TASK INSTRUCTIONS
Type out the entries below again, character for character.

DATA
//! Canonical operation encoding
//!
//! Deterministically serializes an operation into a fixed byte layout so
//! that every conforming implementation produces the identical operation
//! hash for the identical logical operation. The layout, in order:
//!
//! - ASCII domain tag (`COSIGN` for single transfers, `COSIGN-Batch` for
//!   batches), so a signature for one operation shape can never be
//!   replayed as the other
//! - destination address(es), each as 40 lower-case hex ASCII bytes
//! - value(s), each as a 16-byte big-endian unsigned integer in the
//!   smallest base unit
//! - payload bytes as-is (single transfers only; batches carry none)
//! - expiry timestamp as an 8-byte big-endian unix-seconds integer
//! - sequence id as an 8-byte big-endian integer
//!
//! The wallet identity is deliberately not part of the encoding: the same
//! signed operation validates against any wallet with the same co-signer
//! and sequence id. See the sequence tracker docs.

use crate::crypto::{sha256, Address};

/// Domain tag for single-recipient transfer operations
pub const TRANSFER_TAG: &str = "COSIGN";

/// Domain tag for batch transfer operations
pub const BATCH_TAG: &str = "COSIGN-Batch";

/// Encode a single-recipient transfer operation into its canonical bytes
pub fn encode_transfer(
    destination: &Address,
    value: u128,
    payload: &[u8],
    expiry: u64,
    sequence_id: u64,
) -> Vec<u8> {
    let mut out = Vec::with_capacity(TRANSFER_TAG.len() + 40 + 16 + payload.len() + 16);
    out.extend_from_slice(TRANSFER_TAG.as_bytes());
    out.extend_from_slice(destination.to_hex().as_bytes());
    out.extend_from_slice(&value.to_be_bytes());
    out.extend_from_slice(payload);
    out.extend_from_slice(&expiry.to_be_bytes());
    out.extend_from_slice(&sequence_id.to_be_bytes());
    out
}

/// Encode a batch transfer operation into its canonical bytes
pub fn encode_batch(
    recipients: &[Address],
    values: &[u128],
    expiry: u64,
    sequence_id: u64,
) -> Vec<u8> {
    let mut out =
        Vec::with_capacity(BATCH_TAG.len() + recipients.len() * 40 + values.len() * 16 + 16);
    out.extend_from_slice(BATCH_TAG.as_bytes());
    for recipient in recipients {
        out.extend_from_slice(recipient.to_hex().as_bytes());
    }
    for value in values {
        out.extend_from_slice(&value.to_be_bytes());
    }
    out.extend_from_slice(&expiry.to_be_bytes());
    out.extend_from_slice(&sequence_id.to_be_bytes());
    out
}

/// Operation hash for a single-recipient transfer (the object signed)
pub fn transfer_hash(
    destination: &Address,
    value: u128,
    payload: &[u8],
    expiry: u64,
    sequence_id: u64,
) -> [u8; 32] {
    sha256(&encode_transfer(
        destination,
        value,
        payload,
        expiry,
        sequence_id,
    ))
}

/// Operation hash for a batch transfer
pub fn batch_hash(
    recipients: &[Address],
    values: &[u128],
    expiry: u64,
    sequence_id: u64,
) -> [u8; 32] {
    sha256(&encode_batch(recipients, values, expiry, sequence_id))
}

SOLUTION FOR THIS PROBLEM
//! Canonical operation encoding
//!
//! Deterministically serializes an operation into a fixed byte layout so
//! that every conforming implementation produces the identical operation
//! hash for the identical logical operation. The layout, in order:
//!
//! - ASCII domain tag (`COSIGN` for single transfers, `COSIGN-Batch` for
//!   batches), so a signature for one operation shape can never be
//!   replayed as the other
//! - destination address(es), each as 40 lower-case hex ASCII bytes
//! - value(s), each as a 16-byte big-endian unsigned integer in the
//!   smallest base unit
//! - payload bytes as-is (single transfers only; batches carry none)
//! - expiry timestamp as an 8-byte big-endian unix-seconds integer
//! - sequence id as an 8-byte big-endian integer
//!
//! The wallet identity is deliberately not part of the encoding: the same
//! signed operation validates against any wallet with the same co-signer
//! and sequence id. See the sequence tracker docs.

use crate::crypto::{sha256, Address};

/// Domain tag for single-recipient transfer operations
pub const TRANSFER_TAG: &str = "COSIGN";

/// Domain tag for batch transfer operations
pub const BATCH_TAG: &str = "COSIGN-Batch";

/// Encode a single-recipient transfer operation into its canonical bytes
pub fn encode_transfer(
    destination: &Address,
    value: u128,
    payload: &[u8],
    expiry: u64,
    sequence_id: u64,
) -> Vec<u8> {
    let mut out = Vec::with_capacity(TRANSFER_TAG.len() + 40 + 16 + payload.len() + 16);
    out.extend_from_slice(TRANSFER_TAG.as_bytes());
    out.extend_from_slice(destination.to_hex().as_bytes());
    out.extend_from_slice(&value.to_be_bytes());
    out.extend_from_slice(payload);
    out.extend_from_slice(&expiry.to_be_bytes());
    out.extend_from_slice(&sequence_id.to_be_bytes());
    out
}

/// Encode a batch transfer operation into its canonical bytes
pub fn encode_batch(
    recipients: &[Address],
    values: &[u128],
    expiry: u64,
    sequence_id: u64,
) -> Vec<u8> {
    let mut out =
        Vec::with_capacity(BATCH_TAG.len() + recipients.len() * 40 + values.len() * 16 + 16);
    out.extend_from_slice(BATCH_TAG.as_bytes());
    for recipient in recipients {
        out.extend_from_slice(recipient.to_hex().as_bytes());
    }
    for value in values {
        out.extend_from_slice(&value.to_be_bytes());
    }
    out.extend_from_slice(&expiry.to_be_bytes());
    out.extend_from_slice(&sequence_id.to_be_bytes());
    out
}

/// Operation hash for a single-recipient transfer (the object signed)
pub fn transfer_hash(
    destination: &Address,
    value: u128,
    payload: &[u8],
    expiry: u64,
    sequence_id: u64,
) -> [u8; 32] {
    sha256(&encode_transfer(
        destination,
        value,
        payload,
        expiry,
        sequence_id,
    ))
}

/// Operation hash for a batch transfer
pub fn batch_hash(
    recipients: &[Address],
    values: &[u128],
    expiry: u64,
    sequence_id: u64,
) -> [u8; 32] {
    sha256(&encode_batch(recipients, values, expiry, sequence_id))
}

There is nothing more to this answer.